Individual members are responsible for evidence that they meet the work test rules
It is up to the individual to ensure they have satisfied the work test or the work test exemption, and they must also be prepared to provide that evidence to the ATO if the regulator decides to investigate their claim, says one of the country’s leading SMSF advisers.
In the most recent Accurium SMSF technical update and live Q&A, head of education for Accurium, Mark Ellem, said it’s up to the individual member of an SMSF to ensure that if they need to satisfy the work test or work test exemption.
He also reminded members they can only use the work test exemption once, and only as long as they are gainfully employed in the prior year and their prior total super balance is less than $300,000.
“We know the work test has been moved out of the SIS regulations, out of the contribution acceptance rules for those aged 67 years up to 28 days after the end of the month in which they turn 75,” he said.
“And it has been put into the Tax Act for those people the same age, 67 through 75, 28 days after the end of the month they turned 75, for the purposes of claiming an income tax deduction.”
He said as well as providing a Notice of Intent to the trustee of their fund in regard to making those contributions within the relevant time period, the trustee of the fund has to also provide the acknowledgement that the trustee has received the contribution intention.
“The trustee is not concerned with whether or not the member has met the work test because all the trustee of the fund is concerned about is whether they can accept the contribution, and of course, the work test has been removed from the contribution acceptance rule,” he said.
“The individual will have to make sure they satisfy the work test where they have to in that age bracket, so in case of an audit by the ATO on their personal tax return, not only can they provide a copy of the acknowledgement back from the trustee that the notice of intent was valid, but also they can prove to the ATO that they satisfied that work test.”
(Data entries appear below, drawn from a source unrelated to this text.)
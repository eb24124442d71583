use chumsky::error::Simple;
use chumsky::primitive::{choice, end, just};
use chumsky::text::TextParser;
use chumsky::Parser;
use solver::game::{Player, VertexId};
use solver::spm::{solve, SolveOptions, StrategyKind, Termination};

use crate::parser::number;
use crate::{parse_parity_game, ParseError};

fn parse_parity_sol(source: &str) -> Result<Vec<(usize, Player)>, Vec<Simple<char>>> {
    let mut lines = source.lines().map(str::trim).filter(|line| !line.is_empty());

    let header = just("paritysol").padded().ignore_then(number()).then_ignore(just(';')).then_ignore(end());
    let player = choice((just('0').to(Player::Odd), just('1').to(Player::Even))).padded();
    let row = number().then(player).then_ignore(just(';')).then_ignore(end());

    header.parse(lines.next().unwrap_or_default())?;
    lines.map(|line| row.parse(line)).collect()
}

fn run_test(input: &str, sol: &str) {
    let game = parse_parity_game(input).unwrap();
    let sol = parse_parity_sol(sol).unwrap();
    assert_eq!(sol.len(), game.vertex_count());

    for strategy in StrategyKind::ALL {
        let solution = solve(&game, &SolveOptions { strategy, ..SolveOptions::default() });
        assert_ne!(solution.termination(), Termination::LiftLimit);

        for &(v, winner) in &sol {
            assert_eq!(solution.winner_of(VertexId(v)), winner, "vertex {v} with strategy {strategy}");
        }
    }
}

macro_rules! declare_test {
    ($($name:ident),* $(,)?) => {
        $(
            #[test]
            fn $name() {
                let input = include_str!(concat!(env!("CARGO_MANIFEST_DIR"), "/tests/", stringify!($name)));
                let sol = include_str!(concat!(env!("CARGO_MANIFEST_DIR"), "/tests/", stringify!($name), ".sol"));
                run_test(input, sol)
            }
        )*
    };
}

declare_test! {
    two_cycle,
    boundary,
    self_loop,
    named,
    random_small,
    random_medium,
    random_large,
}

#[test]
fn all() {
    let dir = concat!(env!("CARGO_MANIFEST_DIR"), "/tests/");
    for e in std::fs::read_dir(dir).unwrap() {
        let e = e.unwrap();

        let name = e.file_name().into_string().unwrap();
        let path = e.path();
        if name == ".gitignore" || path.extension() == Some("sol".as_ref()) {
            continue;
        }

        let input = std::fs::read_to_string(&path).unwrap();
        let sol = std::fs::read_to_string(path.with_extension("sol")).unwrap();

        if let Err(e) = std::panic::catch_unwind(|| run_test(&input, &sol)) {
            eprintln!("Test {name} failed");
            std::panic::resume_unwind(e);
        }
    }
}

#[test]
fn parse_rows_and_names() {
    let game = parse_parity_game(
        "parity 2;
         0 3 0 1,2 \"first\";
         1 2 1 1 second name
         2 0 1 0,0;",
    )
    .unwrap();

    assert_eq!(game.vertex_count(), 3);
    assert_eq!(game.max_priority(), 3);

    assert_eq!(game.priority_of(VertexId(0)), 3);
    assert_eq!(game.owner_of(VertexId(0)), Player::Odd);
    assert_eq!(game.owner_of(VertexId(1)), Player::Even);
    assert_eq!(game.successors_of(VertexId(0)).collect::<Vec<_>>(), [VertexId(1), VertexId(2)]);
    assert_eq!(game.successors_of(VertexId(2)).collect::<Vec<_>>(), [VertexId(0)]);
    assert_eq!(game.predecessors_of(VertexId(1)).collect::<Vec<_>>(), [VertexId(0), VertexId(1)]);

    assert_eq!(game.label(VertexId(0)).to_string(), "first");
    assert_eq!(game.label(VertexId(1)).to_string(), "second name");
    assert_eq!(game.label(VertexId(2)).to_string(), "2");

    assert!(!game.vertex(VertexId(0)).even_priority());
    assert!(game.vertex(VertexId(1)).even_priority());
}

#[test]
fn parse_name_with_semicolons() {
    let game = parse_parity_game("parity 1;\n0 0 1 1 \"a;b\";\n1 1 0 1 c;d\n").unwrap();

    assert_eq!(game.label(VertexId(0)).to_string(), "a;b");
    assert_eq!(game.label(VertexId(1)).to_string(), "c;d");
    assert!(game.has_odd_self_loop(VertexId(1)));
}

#[test]
fn parse_undeclared_vertex_defaults() {
    let game = parse_parity_game("parity 1;\n0 1 0 0;\n").unwrap();

    assert_eq!(game.vertex_count(), 2);
    assert_eq!(game.priority_of(VertexId(1)), 0);
    assert_eq!(game.owner_of(VertexId(1)), Player::Even);
    assert_eq!(game.successors_of(VertexId(1)).count(), 0);
}

#[test]
fn parse_errors() {
    assert_eq!(parse_parity_game("").err(), Some(ParseError::Empty));
    assert_eq!(parse_parity_game("\n  \n").err(), Some(ParseError::Empty));
    assert_eq!(parse_parity_game("parity;\n0 0 1 0;").err(), Some(ParseError::Header { line: 1 }));
    assert_eq!(parse_parity_game("\n3;\n0 0 1 0;").err(), Some(ParseError::Header { line: 2 }));
    assert_eq!(
        parse_parity_game("parity 18446744073709551615;\n").err(),
        Some(ParseError::Header { line: 1 })
    );
    assert_eq!(
        parse_parity_game("parity 100000000000000000;\n").err(),
        Some(ParseError::TooManyVertices { line: 1, max_id: 100_000_000_000_000_000 })
    );

    assert_eq!(
        parse_parity_game("parity 1;\n0 0 1 1;\n2 0 1 0;").err(),
        Some(ParseError::VertexOutOfRange { line: 3, id: 2, max_id: 1 })
    );
    assert_eq!(
        parse_parity_game("parity 1;\n0 0 1 1,5;").err(),
        Some(ParseError::SuccessorOutOfRange { line: 2, id: 5, max_id: 1 })
    );
    assert_eq!(
        parse_parity_game("parity 1;\n0 0 1 1;\n1 0 1 0;\n0 2 0 1;").err(),
        Some(ParseError::DuplicateVertex { line: 4, id: 0 })
    );

    assert!(matches!(parse_parity_game("parity 1;\n0 -1 1 1;").err(), Some(ParseError::Syntax { line: 2, .. })));
    assert!(matches!(parse_parity_game("parity 1;\n0 1 2 1;").err(), Some(ParseError::Syntax { line: 2, .. })));
    assert!(matches!(parse_parity_game("parity 1;\n0 1 1;").err(), Some(ParseError::Syntax { line: 2, .. })));
}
Mr Ellem said a member claiming a personal contribution, who has satisfied the work test and made a Notice of Intent to their trustee, will then have to complete the relevant form, ensuring they tick the ‘yes’ box if they have satisfied all the criteria.
“The member will tick the yes box or a no box to the question of ‘I have provided a Notice of Intent to the trustee and received an acknowledgement from the trustee that the notice is valid’,” he said.
“I will give everyone a heads up, that if you tick the ‘no’ box, then don’t bother putting in an amount in that claim for personal contribution.”
He said while the trustee of the fund may not care about whether the individual has met the work test for the purposes of the contribution acceptance rules, they will care whether or not the individual provides them with the Notice of Intent, and that the Notice of Intent is valid for the purposes of whether or not that personal contribution is included as assessable income of the fund.
“If the contribution was made to an APRA-regulated fund, the valid notice would be acknowledged and reported by that fund to the ATO,” he said.
“If it was a contribution to an SMSF, it’s not going to be in the prefilled report because the SMSFs are not required to report to the ATO that it has received a Notice of Intent and provided a valid notice of acknowledgement.”